(Records for this exercise Opens)

//! Application display state and the actions that move it.
//!
//! All UI-facing state lives in one `AppState`; it only changes through
//! `AppState::apply`, which also performs the matching `NoteStore` mutation.
use log::debug;

use crate::{
    filter_notes, Category, CategoryFilter, DiaryError, DisplayMode, KeyValueStore, Note,
    NoteStore, Result, ValidationError,
};

/// A single user intent
#[derive(Debug, Clone, PartialEq, Eq)]
pub enum Action {
    SetInput(String),
    SelectCategory(Category),
    SetSearch(String),
    SetFilter(CategoryFilter),
    /// Create a note from the input, or update the note being edited
    Submit,
    /// Load a note into the input for editing
    StartEdit(i64),
    CancelEdit,
    Delete(i64),
    ToggleDisplayMode,
}

#[derive(Debug, Clone, Default, PartialEq, Eq)]
pub struct AppState {
    pub input: String,
    pub category: Category,
    pub search: String,
    pub filter: CategoryFilter,
    /// Id of the note currently loaded for editing
    pub editing: Option<i64>,
    pub display_mode: DisplayMode,
}

impl AppState {
    /// Initial state with the persisted display mode
    pub fn load<S: KeyValueStore>(store: &NoteStore<S>) -> Result<Self> {
        Ok(Self {
            display_mode: store.persistence().load_display_mode()?,
            ..Self::default()
        })
    }

    pub fn is_editing(&self) -> bool {
        self.editing.is_some()
    }

    /// Applies `action`. On error the state is left as it was, except that a
    /// submit for a note that no longer exists drops out of edit mode.
    pub fn apply<S: KeyValueStore>(&mut self, action: Action, store: &mut NoteStore<S>) -> Result<()> {
        debug!("Applying {:?}", action);
        match action {
            Action::SetInput(text) => self.input = text,
            Action::SelectCategory(category) => self.category = category,
            Action::SetSearch(term) => self.search = term,
            Action::SetFilter(filter) => self.filter = filter,
            Action::Submit => self.submit(store)?,
            Action::StartEdit(id) => {
                let note = store.get(id).ok_or(ValidationError::NotFound { id })?;
                self.input = note.text.clone();
                self.category = note.category;
                self.editing = Some(id);
            }
            Action::CancelEdit => {
                self.editing = None;
                self.input.clear();
            }
            Action::Delete(id) => {
                store.delete(id)?;
                if self.editing == Some(id) {
                    self.editing = None;
                    self.input.clear();
                }
            }
            Action::ToggleDisplayMode => {
                let mode = self.display_mode.toggled();
                store.persistence_mut().save_display_mode(mode)?;
                self.display_mode = mode;
            }
        }
        Ok(())
    }

    fn submit<S: KeyValueStore>(&mut self, store: &mut NoteStore<S>) -> Result<()> {
        let result = match self.editing {
            Some(id) => store.update(id, &self.input, self.category),
            None => store.create(&self.input, self.category),
        };
        if let Err(e) = result {
            if matches!(e, DiaryError::Validation(ValidationError::NotFound { .. })) {
                self.editing = None;
            }
            return Err(e);
        }
        self.editing = None;
        self.input.clear();
        Ok(())
    }

    /// The notes to show for the current search term and filter
    pub fn visible_notes<'a, S: KeyValueStore>(&self, store: &'a NoteStore<S>) -> Vec<&'a Note> {
        filter_notes(store.notes(), &self.search, &self.filter)
    }
}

(Records for this exercise Closes)

#### [Task]
Using the material above, extract the line that contains "Action::SetFilter(filter) => self.filter" and every line after it, exactly as given; stop at the last line.

#### [Written response]
            Action::SetFilter(filter) => self.filter = filter,
            Action::Submit => self.submit(store)?,
            Action::StartEdit(id) => {
                let note = store.get(id).ok_or(ValidationError::NotFound { id })?;
                self.input = note.text.clone();
                self.category = note.category;
                self.editing = Some(id);
            }
            Action::CancelEdit => {
                self.editing = None;
                self.input.clear();
            }
            Action::Delete(id) => {
                store.delete(id)?;
                if self.editing == Some(id) {
                    self.editing = None;
                    self.input.clear();
                }
            }
            Action::ToggleDisplayMode => {
                let mode = self.display_mode.toggled();
                store.persistence_mut().save_display_mode(mode)?;
                self.display_mode = mode;
            }
        }
        Ok(())
    }

    fn submit<S: KeyValueStore>(&mut self, store: &mut NoteStore<S>) -> Result<()> {
        let result = match self.editing {
            Some(id) => store.update(id, &self.input, self.category),
            None => store.create(&self.input, self.category),
        };
        if let Err(e) = result {
            if matches!(e, DiaryError::Validation(ValidationError::NotFound { .. })) {
                self.editing = None;
            }
            return Err(e);
        }
        self.editing = None;
        self.input.clear();
        Ok(())
    }

    /// The notes to show for the current search term and filter
    pub fn visible_notes<'a, S: KeyValueStore>(&self, store: &'a NoteStore<S>) -> Vec<&'a Note> {
        filter_notes(store.notes(), &self.search, &self.filter)
    }
}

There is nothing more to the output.